> **EXTRACTED RECORDS**:

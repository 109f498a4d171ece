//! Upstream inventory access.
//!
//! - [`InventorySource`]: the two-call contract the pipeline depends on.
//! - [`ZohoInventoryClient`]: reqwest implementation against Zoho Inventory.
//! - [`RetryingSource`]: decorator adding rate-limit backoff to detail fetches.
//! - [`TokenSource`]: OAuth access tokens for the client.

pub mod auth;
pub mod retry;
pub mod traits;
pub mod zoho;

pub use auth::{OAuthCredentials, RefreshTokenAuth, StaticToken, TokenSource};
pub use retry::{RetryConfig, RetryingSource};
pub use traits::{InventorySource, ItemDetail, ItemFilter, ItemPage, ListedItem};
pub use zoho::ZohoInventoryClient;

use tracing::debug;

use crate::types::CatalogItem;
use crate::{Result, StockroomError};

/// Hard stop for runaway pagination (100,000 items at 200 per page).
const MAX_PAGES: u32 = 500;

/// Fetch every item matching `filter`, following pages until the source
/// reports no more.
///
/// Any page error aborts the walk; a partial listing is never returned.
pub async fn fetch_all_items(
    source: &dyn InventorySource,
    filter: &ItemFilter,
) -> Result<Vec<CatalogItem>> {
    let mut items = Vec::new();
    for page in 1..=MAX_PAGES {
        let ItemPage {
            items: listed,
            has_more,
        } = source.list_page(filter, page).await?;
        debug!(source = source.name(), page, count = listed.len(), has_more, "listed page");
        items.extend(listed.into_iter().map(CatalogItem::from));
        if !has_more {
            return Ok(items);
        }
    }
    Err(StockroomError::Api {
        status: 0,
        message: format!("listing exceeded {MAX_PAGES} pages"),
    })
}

> **INSTRUCTIONS FOR THE TASK**: Line by line, please reproduce the records exactly.

> **RESULT OF THIS EXERCISE**:
repository 109f498a4d171ece
//! Upstream inventory access.
//!
//! - [`InventorySource`]: the two-call contract the pipeline depends on.
//! - [`ZohoInventoryClient`]: reqwest implementation against Zoho Inventory.
//! - [`RetryingSource`]: decorator adding rate-limit backoff to detail fetches.
//! - [`TokenSource`]: OAuth access tokens for the client.

pub mod auth;
pub mod retry;
pub mod traits;
pub mod zoho;

pub use auth::{OAuthCredentials, RefreshTokenAuth, StaticToken, TokenSource};
pub use retry::{RetryConfig, RetryingSource};
pub use traits::{InventorySource, ItemDetail, ItemFilter, ItemPage, ListedItem};
pub use zoho::ZohoInventoryClient;

use tracing::debug;

use crate::types::CatalogItem;
use crate::{Result, StockroomError};

/// Hard stop for runaway pagination (100,000 items at 200 per page).
const MAX_PAGES: u32 = 500;

/// Fetch every item matching `filter`, following pages until the source
/// reports no more.
///
/// Any page error aborts the walk; a partial listing is never returned.
pub async fn fetch_all_items(
    source: &dyn InventorySource,
    filter: &ItemFilter,
) -> Result<Vec<CatalogItem>> {
    let mut items = Vec::new();
    for page in 1..=MAX_PAGES {
        let ItemPage {
            items: listed,
            has_more,
        } = source.list_page(filter, page).await?;
        debug!(source = source.name(), page, count = listed.len(), has_more, "listed page");
        items.extend(listed.into_iter().map(CatalogItem::from));
        if !has_more {
            return Ok(items);
        }
    }
    Err(StockroomError::Api {
        status: 0,
        message: format!("listing exceeded {MAX_PAGES} pages"),
    })
}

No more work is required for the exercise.